Lancée il y a une semaine, l'offensive menée par l'armée fidèle au président syrien Bachar al-Assad, avec le soutien de frappes aériennes russes, contre les rebelles autour de la ville d'Alep (nord) a poussé des dizaines de milliers de civils sur les routes de l'exode.

«En conséquence de cette situation (autour d'Alep), nous observons que 200.000 personnes sont forcées à l'exode, dont 65.000 en direction de la Turquie et 135.000 à l'intérieur de la Syrie», a ajouté M. Kurtulmus.

Quelque 30.000 d'entre eux, pour l'essentiel des femmes et des enfants, se pressent déjà, dans le froid et des conditions extrêmement précaires, devant le poste-frontière turc d'Oncupinar, que le gouvernement turc maintient pour l'heure fermé.

«Notre objectif pour l'instant est de maintenir autant que possible cette vague de migrants au-delà des frontières de la Turquie, et de leur fournir à cet endroit les services nécessaires», a également indiqué le vice-Premier ministre.

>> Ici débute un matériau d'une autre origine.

//! Directive parsing for free-text model output.
//!
//! Decision nodes ask the model to finish with a single line such as
//! `FINAL ANSWER: SAME`. This module turns such text into a token from a
//! closed vocabulary, or a [`DirectiveFailure`] describing why it could not.
//! Identifier payloads are only accepted when they name a topic that exists
//! in the conversation, so unvalidated text never reaches the topic store.

use thiserror::Error;
use uuid::Uuid;

use crate::state::{ConversationState, HandlerKind, TopicId};

/// Marker introducing the final answer of a decision node.
pub const DECISION_MARKER: &str = "FINAL ANSWER";

/// Marker a handler uses to hand the conversation to another handler.
pub const HANDOFF_MARKER: &str = "HANDOFF";

/// Marker a handler uses to record the clinic a patient should visit.
pub const CLINIC_MARKER: &str = "CLINIC";

/// Why a piece of text did not yield a usable directive.
#[derive(Debug, Clone, PartialEq, Eq, Error)]
pub enum DirectiveFailure {
    #[error("no directive line was found")]
    NoDirective,

    #[error("'{0}' is not a well-formed topic id")]
    MalformedReference(String),

    #[error("topic id {0} does not exist in this conversation")]
    UnknownTopicReference(TopicId),

    #[error("'{0}' is not one of the allowed answers")]
    UnrecognizedToken(String),
}

impl DirectiveFailure {
    /// Stable upper-case code for logs and prompts.
    pub fn code(&self) -> &'static str {
        match self {
            DirectiveFailure::NoDirective => "NO_DIRECTIVE",
            DirectiveFailure::MalformedReference(_) => "MALFORMED_REFERENCE",
            DirectiveFailure::UnknownTopicReference(_) => "UNKNOWN_TOPIC_REFERENCE",
            DirectiveFailure::UnrecognizedToken(_) => "UNRECOGNIZED_TOKEN",
        }
    }
}

/// A closed set of answers a decision may produce.
pub trait Vocabulary {
    type Token;

    /// Marker that introduces the directive line.
    const MARKER: &'static str = DECISION_MARKER;

    /// Only accept the marker at the start of a line, as `MARKER:`.
    const LINE_ANCHORED: bool = false;

    /// Match a normalized (trimmed, unwrapped, lower-case) payload.
    fn resolve(payload: &str, state: &ConversationState)
        -> Result<Self::Token, DirectiveFailure>;
}

/// Parse `text` against vocabulary `V`.
pub fn parse<V: Vocabulary>(
    text: &str,
    state: &ConversationState,
) -> Result<V::Token, DirectiveFailure> {
    let payload = if V::LINE_ANCHORED {
        extract_raw_payload(text, V::MARKER)
            .map(|raw| normalize(&raw))
            .filter(|payload| !payload.is_empty())
    } else {
        extract_payload(text, V::MARKER)
    };
    V::resolve(&payload.ok_or(DirectiveFailure::NoDirective)?, state)
}

/// Locate the last `marker` in `text` and return its normalized payload.
///
/// The marker is matched ASCII case-insensitively; an optional `:` after it
/// is skipped and the payload runs to the end of that line. Returns `None`
/// when the marker is missing or the payload is empty.
pub fn extract_payload(text: &str, marker: &str) -> Option<String> {
    let payload = normalize(directive_line(text, marker)?);
    (!payload.is_empty()).then_some(payload)
}

/// Payload of the last line that starts with `marker:`, trimmed but
/// otherwise untouched.
pub fn extract_raw_payload(text: &str, marker: &str) -> Option<String> {
    text.lines()
        .rev()
        .find_map(|line| line_payload(line, marker))
        .filter(|payload| !payload.is_empty())
        .map(str::to_string)
}

fn line_payload<'a>(line: &'a str, marker: &str) -> Option<&'a str> {
    let line = line.trim_start();
    let head = line.get(..marker.len())?;
    if !head.eq_ignore_ascii_case(marker) {
        return None;
    }
    Some(line[marker.len()..].trim_start().strip_prefix(':')?.trim())
}

fn directive_line<'a>(text: &'a str, marker: &str) -> Option<&'a str> {
    let start = find_last_marker(text, marker)?;
    let rest = &text[start + marker.len()..];
    let line = rest.split(['\n', '\r']).next().unwrap_or_default();
    let line = line.trim_start();
    Some(line.strip_prefix(':').unwrap_or(line))
}

/// Remove every line that starts with `marker:` and trim the result.
pub fn strip_directive_lines(text: &str, marker: &str) -> String {
    text.lines()
        .filter(|line| line_payload(line, marker).is_none())
        .collect::<Vec<_>>()
        .join("\n")
        .trim()
        .to_string()
}

fn find_last_marker(text: &str, marker: &str) -> Option<usize> {
    // ASCII upper-casing keeps byte offsets identical to the original text.
    text.to_ascii_uppercase()
        .rfind(&marker.to_ascii_uppercase())
}

fn normalize(raw: &str) -> String {
    let trimmed = raw.trim();
    let unwrapped = unwrap_once(trimmed, '{', '}')
        .or_else(|| unwrap_once(trimmed, '[', ']'))
        .unwrap_or(trimmed);
    unwrapped.trim().to_lowercase()
}

fn unwrap_once(text: &str, open: char, close: char) -> Option<&str> {
    text.strip_prefix(open)?.strip_suffix(close)
}

/// Keyword form of a payload: separators folded to `_`.
fn keyword(payload: &str) -> String {
    payload
        .split(|c: char| c.is_whitespace() || c == '-' || c == '_')
        .filter(|part| !part.is_empty())
        .collect::<Vec<_>>()
        .join("_")
}

/// Parse a hyphenated UUID and check that it names a known topic.
pub fn resolve_topic_reference(
    payload: &str,
    state: &ConversationState,
) -> Result<TopicId, DirectiveFailure> {
    let malformed = || DirectiveFailure::MalformedReference(payload.to_string());
    if payload.len() != 36 {
        return Err(malformed());
    }
    let id = TopicId::from(Uuid::try_parse(payload).map_err(|_| malformed())?);
    if state.contains_topic(&id) {
        Ok(id)
    } else {
        Err(DirectiveFailure::UnknownTopicReference(id))
    }
}

/// Whether the message continues the active topic.
#[derive(Debug, Clone, Copy, PartialEq, Eq)]
pub enum Continuity {
    Same,
    Different,
}

impl Vocabulary for Continuity {
    type Token = Continuity;

    fn resolve(payload: &str, _state: &ConversationState) -> Result<Continuity, DirectiveFailure> {
        match keyword(payload).as_str() {
            "same" | "same_topic" => Ok(Continuity::Same),
            "different" | "different_topic" => Ok(Continuity::Different),
            _ => Err(DirectiveFailure::UnrecognizedToken(payload.to_string())),
        }
    }
}

/// Which earlier topic, if any, the message belongs to.
#[derive(Debug, Clone, Copy, PartialEq, Eq)]
pub enum HistoryMatch {
    NewTopic,
    Existing(TopicId),
}

impl Vocabulary for HistoryMatch {
    type Token = HistoryMatch;

    fn resolve(payload: &str, state: &ConversationState) -> Result<HistoryMatch, DirectiveFailure> {
        if keyword(payload) == "new_topic" {
            return Ok(HistoryMatch::NewTopic);
        }
        resolve_topic_reference(payload, state).map(HistoryMatch::Existing)
    }
}

/// Handler choice for a brand-new topic.
pub struct Classification;

impl Vocabulary for Classification {
    type Token = HandlerKind;

    fn resolve(payload: &str, _state: &ConversationState) -> Result<HandlerKind, DirectiveFailure> {
        resolve_handler(payload)
    }
}

/// Handler named by a `HANDOFF:` line.
pub struct Handoff;

impl Vocabulary for Handoff {
    type Token = HandlerKind;
    const MARKER: &'static str = HANDOFF_MARKER;
    const LINE_ANCHORED: bool = true;

    fn resolve(payload: &str, _state: &ConversationState) -> Result<HandlerKind, DirectiveFailure> {
        resolve_handler(payload)
    }
}

fn resolve_handler(payload: &str) -> Result<HandlerKind, DirectiveFailure> {
    let word = keyword(payload);
    let word = word.strip_suffix("_agent").unwrap_or(&word);
    HandlerKind::ALL
        .into_iter()
        .find(|handler| handler.token().eq_ignore_ascii_case(word))
        .ok_or_else(|| DirectiveFailure::UnrecognizedToken(payload.to_string()))
}

#[cfg(test)]
mod tests {
    use super::*;
    use crate::state::Topic;

    fn state_with_topic() -> (ConversationState, TopicId) {
        let mut state = ConversationState::new();
        let topic = Topic::new(Some(HandlerKind::Diagnosis));
        let id = topic.id;
        state.archive.push(topic);
        (state, id)
    }

    #[test]
    fn test_continuity_tokens() {
        let state = ConversationState::new();
        assert_eq!(
            parse::<Continuity>("FINAL ANSWER: SAME", &state),
            Ok(Continuity::Same)
        );
        assert_eq!(
            parse::<Continuity>("THOUGHT: new issue\nfinal answer: Different Topic", &state),
            Ok(Continuity::Different)
        );
        assert_eq!(
            parse::<Continuity>("no marker here", &state),
            Err(DirectiveFailure::NoDirective)
        );
        assert_eq!(
            parse::<Continuity>("FINAL ANSWER: maybe", &state),
            Err(DirectiveFailure::UnrecognizedToken("maybe".to_string()))
        );
    }

    #[test]
    fn test_braced_known_id_resolves() {
        let (state, id) = state_with_topic();
        let text = format!("FINAL ANSWER: {{{id}}}");
        assert_eq!(parse::<HistoryMatch>(&text, &state), Ok(HistoryMatch::Existing(id)));

        let upper = format!("FINAL ANSWER: [{}]", id.to_string().to_uppercase());
        assert_eq!(parse::<HistoryMatch>(&upper, &state), Ok(HistoryMatch::Existing(id)));
    }

    #[test]
    fn test_well_formed_but_absent_id_is_unknown_reference() {
        let (state, _) = state_with_topic();
        let result = parse::<HistoryMatch>(
            "FINAL ANSWER: ffffffff-0000-4000-8000-000000000000",
            &state,
        );
        assert!(matches!(
            result,
            Err(DirectiveFailure::UnknownTopicReference(_))
        ));
    }

    #[test]
    fn test_malformed_reference() {
        let (state, _) = state_with_topic();
        for text in [
            "FINAL ANSWER: 7c1e-not-a-uuid",
            "FINAL ANSWER: ffffffff00004000800000000000000000",
            "FINAL ANSWER: {ffffffff-0000-4000-8000-000000000000",
        ] {
            let result = parse::<HistoryMatch>(text, &state);
            assert!(
                matches!(result, Err(DirectiveFailure::MalformedReference(_))),
                "{text} -> {result:?}"
            );
        }
    }

    #[test]
    fn test_new_topic_spellings() {
        let state = ConversationState::new();
        for text in [
            "FINAL ANSWER: NEW_TOPIC",
            "FINAL ANSWER: new topic",
            "Final Answer:{NEW TOPIC}",
        ] {
            assert_eq!(parse::<HistoryMatch>(text, &state), Ok(HistoryMatch::NewTopic));
        }
    }

    #[test]
    fn test_last_marker_wins() {
        let state = ConversationState::new();
        let text = "THOUGHT: I must not print FINAL ANSWER: SAME yet\nFINAL ANSWER: DIFFERENT";
        assert_eq!(parse::<Continuity>(text, &state), Ok(Continuity::Different));
    }

    #[test]
    fn test_empty_payload_is_no_directive() {
        let state = ConversationState::new();
        assert_eq!(
            parse::<Continuity>("FINAL ANSWER:   \nSAME", &state),
            Err(DirectiveFailure::NoDirective)
        );
        assert_eq!(
            parse::<Continuity>("FINAL ANSWER: {}", &state),
            Err(DirectiveFailure::NoDirective)
        );
    }

    #[test]
    fn test_handler_tokens() {
        let state = ConversationState::new();
        let cases = [
            ("FINAL ANSWER: DIAGNOSIS", HandlerKind::Diagnosis),
            ("FINAL ANSWER: appointment_agent", HandlerKind::Appointment),
            ("FINAL ANSWER: {Small Talk}", HandlerKind::SmallTalk),
            ("FINAL ANSWER: out-of-topic", HandlerKind::OutOfTopic),
        ];
        for (text, expected) in cases {
            assert_eq!(parse::<Classification>(text, &state), Ok(expected));
        }
        assert!(matches!(
            parse::<Classification>("FINAL ANSWER: CARDIOLOGY", &state),
            Err(DirectiveFailure::UnrecognizedToken(_))
        ));
    }

    #[test]
    fn test_handoff_uses_its_own_marker() {
        let state = ConversationState::new();
        let reply = "Please see an ENT specialist.\nHANDOFF: APPOINTMENT";
        assert_eq!(parse::<Handoff>(reply, &state), Ok(HandlerKind::Appointment));
        assert_eq!(
            parse::<Handoff>("FINAL ANSWER: APPOINTMENT", &state),
            Err(DirectiveFailure::NoDirective)
        );
        assert_eq!(
            strip_directive_lines(reply, HANDOFF_MARKER),
            "Please see an ENT specialist."
        );
    }

    #[test]
    fn test_handoff_ignores_marker_in_prose() {
        let state = ConversationState::new();
        let reply = "HANDOFF: APPOINTMENT\nThe handoff is arranged.";
        assert_eq!(parse::<Handoff>(reply, &state), Ok(HandlerKind::Appointment));
        assert_eq!(
            parse::<Handoff>("I will arrange a handoff: appointment desk next.", &state),
            Err(DirectiveFailure::NoDirective)
        );
        assert_eq!(strip_directive_lines(reply, HANDOFF_MARKER), "The handoff is arranged.");
    }

    #[test]
    fn test_raw_payload_keeps_case() {
        let reply = "You should visit ENT.\nCLINIC: Kulak Burun Bogaz";
        assert_eq!(
            extract_raw_payload(reply, CLINIC_MARKER).as_deref(),
            Some("Kulak Burun Bogaz")
        );
        assert_eq!(extract_raw_payload("CLINIC:   ", CLINIC_MARKER), None);
        assert_eq!(
            extract_raw_payload("The clinic opens at nine.", CLINIC_MARKER),
            None
        );
    }

    #[test]
    fn test_failure_codes() {
        assert_eq!(DirectiveFailure::NoDirective.code(), "NO_DIRECTIVE");
        assert_eq!(
            DirectiveFailure::UnknownTopicReference(TopicId::new()).code(),
            "UNKNOWN_TOPIC_REFERENCE"
        );
    }
}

Depuis plusieurs jours, les autorités turques ont répété que leur politique de «porte ouverte» à l'endroit des Syriens restait inchangée et qu'elles étaient prêtes, si nécessaire, à accueillir cette nouvelle vague sur leur sol.

«Evidemment, comme toujours, nous allons subvenir aux besoins de nos frères syriens et les accepter quand ce sera nécessaire», a dit lundi le Premier ministre Ahmet Davutoglu à l'issue d'un entretien à Ankara avec la chancelière allemande Angela Merkel.

M. Davutoglu a toutefois clairement prévenu que son pays, qui abrite déjà 2,7 millions de Syriens, ne supporterait pas à lui seul «tout le fardeau» de l'accueil des réfugiés.